== Extracted entries ==
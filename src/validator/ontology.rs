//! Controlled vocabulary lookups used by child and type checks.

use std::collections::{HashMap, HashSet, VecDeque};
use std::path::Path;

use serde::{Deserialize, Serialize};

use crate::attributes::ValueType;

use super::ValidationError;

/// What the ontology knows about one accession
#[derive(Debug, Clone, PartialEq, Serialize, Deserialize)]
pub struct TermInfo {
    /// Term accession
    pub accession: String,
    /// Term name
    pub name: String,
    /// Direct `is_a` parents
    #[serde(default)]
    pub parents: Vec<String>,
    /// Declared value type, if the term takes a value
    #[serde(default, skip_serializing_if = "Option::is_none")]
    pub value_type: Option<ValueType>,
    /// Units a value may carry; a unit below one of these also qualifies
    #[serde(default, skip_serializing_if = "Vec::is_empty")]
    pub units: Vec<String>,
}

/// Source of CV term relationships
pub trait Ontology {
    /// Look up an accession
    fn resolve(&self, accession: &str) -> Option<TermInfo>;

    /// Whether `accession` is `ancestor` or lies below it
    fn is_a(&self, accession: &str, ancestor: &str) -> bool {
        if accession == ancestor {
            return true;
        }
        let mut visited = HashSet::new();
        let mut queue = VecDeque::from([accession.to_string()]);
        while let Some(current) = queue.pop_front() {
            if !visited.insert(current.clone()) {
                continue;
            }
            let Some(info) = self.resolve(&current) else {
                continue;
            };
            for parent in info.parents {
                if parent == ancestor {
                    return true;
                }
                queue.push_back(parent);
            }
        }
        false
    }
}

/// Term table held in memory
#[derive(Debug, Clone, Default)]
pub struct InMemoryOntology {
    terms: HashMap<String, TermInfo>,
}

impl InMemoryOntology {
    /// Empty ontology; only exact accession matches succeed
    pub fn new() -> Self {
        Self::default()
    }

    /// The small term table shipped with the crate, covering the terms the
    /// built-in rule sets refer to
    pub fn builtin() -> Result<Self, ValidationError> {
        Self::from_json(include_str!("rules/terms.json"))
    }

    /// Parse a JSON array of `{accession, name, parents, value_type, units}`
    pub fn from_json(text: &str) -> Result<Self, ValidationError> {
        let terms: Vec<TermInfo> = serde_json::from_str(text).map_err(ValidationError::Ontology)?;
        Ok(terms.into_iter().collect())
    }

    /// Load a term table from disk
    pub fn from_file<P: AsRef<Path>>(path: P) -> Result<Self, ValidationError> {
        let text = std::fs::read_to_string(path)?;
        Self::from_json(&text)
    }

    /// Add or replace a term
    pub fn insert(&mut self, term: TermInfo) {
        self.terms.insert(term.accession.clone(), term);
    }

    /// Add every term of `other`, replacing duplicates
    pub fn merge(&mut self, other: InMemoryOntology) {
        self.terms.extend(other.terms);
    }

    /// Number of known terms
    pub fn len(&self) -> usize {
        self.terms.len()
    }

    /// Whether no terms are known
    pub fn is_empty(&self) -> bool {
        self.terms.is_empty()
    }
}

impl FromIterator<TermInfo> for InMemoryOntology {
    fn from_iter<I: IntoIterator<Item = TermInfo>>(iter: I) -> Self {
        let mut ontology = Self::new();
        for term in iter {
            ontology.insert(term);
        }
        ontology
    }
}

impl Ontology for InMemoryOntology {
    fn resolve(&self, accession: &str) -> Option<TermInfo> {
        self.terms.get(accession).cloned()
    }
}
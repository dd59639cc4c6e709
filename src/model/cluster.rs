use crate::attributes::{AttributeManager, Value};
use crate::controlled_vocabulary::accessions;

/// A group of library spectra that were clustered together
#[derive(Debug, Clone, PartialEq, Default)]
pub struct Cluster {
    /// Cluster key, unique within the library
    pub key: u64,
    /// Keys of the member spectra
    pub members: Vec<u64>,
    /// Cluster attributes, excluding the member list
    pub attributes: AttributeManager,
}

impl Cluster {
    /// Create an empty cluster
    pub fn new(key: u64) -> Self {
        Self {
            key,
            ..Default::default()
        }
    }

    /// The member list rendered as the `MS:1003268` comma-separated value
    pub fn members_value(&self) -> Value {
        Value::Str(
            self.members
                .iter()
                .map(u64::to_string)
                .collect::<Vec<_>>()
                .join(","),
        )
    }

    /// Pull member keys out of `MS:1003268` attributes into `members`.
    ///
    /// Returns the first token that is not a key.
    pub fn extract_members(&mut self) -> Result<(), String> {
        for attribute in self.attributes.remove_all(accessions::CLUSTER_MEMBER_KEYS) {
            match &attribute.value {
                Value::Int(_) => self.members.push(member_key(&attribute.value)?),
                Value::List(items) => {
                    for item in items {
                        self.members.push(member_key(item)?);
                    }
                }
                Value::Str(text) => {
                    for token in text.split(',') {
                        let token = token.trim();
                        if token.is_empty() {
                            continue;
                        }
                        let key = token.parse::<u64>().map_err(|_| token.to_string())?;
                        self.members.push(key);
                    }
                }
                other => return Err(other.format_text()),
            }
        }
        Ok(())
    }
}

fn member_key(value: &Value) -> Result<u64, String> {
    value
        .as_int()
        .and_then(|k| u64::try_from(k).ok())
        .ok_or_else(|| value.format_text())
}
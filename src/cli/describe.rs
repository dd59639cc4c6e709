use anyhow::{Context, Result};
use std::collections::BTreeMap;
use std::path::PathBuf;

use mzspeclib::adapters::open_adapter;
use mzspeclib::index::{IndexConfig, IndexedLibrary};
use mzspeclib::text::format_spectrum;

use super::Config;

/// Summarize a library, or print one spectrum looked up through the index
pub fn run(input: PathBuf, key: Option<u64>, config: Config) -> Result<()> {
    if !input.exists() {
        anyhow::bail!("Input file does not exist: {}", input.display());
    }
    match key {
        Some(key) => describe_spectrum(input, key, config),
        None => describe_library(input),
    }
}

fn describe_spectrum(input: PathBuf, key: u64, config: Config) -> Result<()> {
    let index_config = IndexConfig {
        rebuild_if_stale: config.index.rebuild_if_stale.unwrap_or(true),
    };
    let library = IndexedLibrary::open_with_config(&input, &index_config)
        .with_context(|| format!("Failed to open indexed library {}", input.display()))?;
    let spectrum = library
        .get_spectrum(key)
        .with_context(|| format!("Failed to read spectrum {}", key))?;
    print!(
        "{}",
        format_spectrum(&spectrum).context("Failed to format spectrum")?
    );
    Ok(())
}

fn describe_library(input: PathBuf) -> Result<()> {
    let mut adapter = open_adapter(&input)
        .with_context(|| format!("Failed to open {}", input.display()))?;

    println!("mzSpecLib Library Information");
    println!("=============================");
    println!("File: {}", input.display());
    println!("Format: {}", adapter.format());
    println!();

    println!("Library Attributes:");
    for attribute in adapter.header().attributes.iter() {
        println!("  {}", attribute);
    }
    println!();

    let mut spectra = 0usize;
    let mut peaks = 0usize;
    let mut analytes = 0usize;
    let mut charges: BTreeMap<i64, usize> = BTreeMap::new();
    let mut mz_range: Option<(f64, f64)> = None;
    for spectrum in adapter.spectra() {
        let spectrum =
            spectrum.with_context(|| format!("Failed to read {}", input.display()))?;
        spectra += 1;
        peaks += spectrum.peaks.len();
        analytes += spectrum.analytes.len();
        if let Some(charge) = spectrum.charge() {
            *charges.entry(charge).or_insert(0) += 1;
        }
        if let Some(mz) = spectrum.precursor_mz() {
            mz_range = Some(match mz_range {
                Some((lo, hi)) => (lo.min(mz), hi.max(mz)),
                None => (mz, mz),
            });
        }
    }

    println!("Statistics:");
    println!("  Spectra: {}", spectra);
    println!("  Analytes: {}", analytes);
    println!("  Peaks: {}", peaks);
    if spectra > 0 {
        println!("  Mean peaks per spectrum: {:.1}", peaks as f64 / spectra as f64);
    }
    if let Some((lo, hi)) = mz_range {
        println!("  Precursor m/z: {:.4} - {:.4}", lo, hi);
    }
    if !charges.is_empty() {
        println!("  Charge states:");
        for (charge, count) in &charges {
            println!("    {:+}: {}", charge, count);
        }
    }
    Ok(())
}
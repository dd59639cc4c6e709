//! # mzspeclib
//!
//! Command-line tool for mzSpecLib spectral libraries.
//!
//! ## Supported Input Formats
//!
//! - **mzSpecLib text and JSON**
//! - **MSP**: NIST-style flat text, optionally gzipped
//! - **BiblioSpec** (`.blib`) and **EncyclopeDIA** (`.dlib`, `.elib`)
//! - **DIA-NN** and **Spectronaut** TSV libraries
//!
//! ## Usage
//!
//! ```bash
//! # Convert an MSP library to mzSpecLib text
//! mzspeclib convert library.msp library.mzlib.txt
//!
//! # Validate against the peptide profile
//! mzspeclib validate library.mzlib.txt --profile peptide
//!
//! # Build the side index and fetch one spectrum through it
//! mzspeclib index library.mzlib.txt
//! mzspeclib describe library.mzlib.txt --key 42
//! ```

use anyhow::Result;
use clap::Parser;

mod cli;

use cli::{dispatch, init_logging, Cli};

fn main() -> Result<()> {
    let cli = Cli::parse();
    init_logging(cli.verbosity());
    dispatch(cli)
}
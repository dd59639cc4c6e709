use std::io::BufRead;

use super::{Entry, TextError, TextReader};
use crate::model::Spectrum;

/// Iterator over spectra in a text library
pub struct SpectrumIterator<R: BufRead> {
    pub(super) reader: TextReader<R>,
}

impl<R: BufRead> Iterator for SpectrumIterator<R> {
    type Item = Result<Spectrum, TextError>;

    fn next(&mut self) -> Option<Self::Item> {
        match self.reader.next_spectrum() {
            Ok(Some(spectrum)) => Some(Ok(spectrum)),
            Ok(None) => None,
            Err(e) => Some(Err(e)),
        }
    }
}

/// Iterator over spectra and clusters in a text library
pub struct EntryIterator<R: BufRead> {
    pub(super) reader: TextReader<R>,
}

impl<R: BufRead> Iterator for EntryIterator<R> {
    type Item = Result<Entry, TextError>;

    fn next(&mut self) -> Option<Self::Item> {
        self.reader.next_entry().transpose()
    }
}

== Exercise details ==
Take every line of the material that contains the word "analytes", and copy it.

== Response box ==
    let mut analytes = 0usize;
        analytes += spectrum.analytes.len();
    println!("  Analytes: {}", analytes);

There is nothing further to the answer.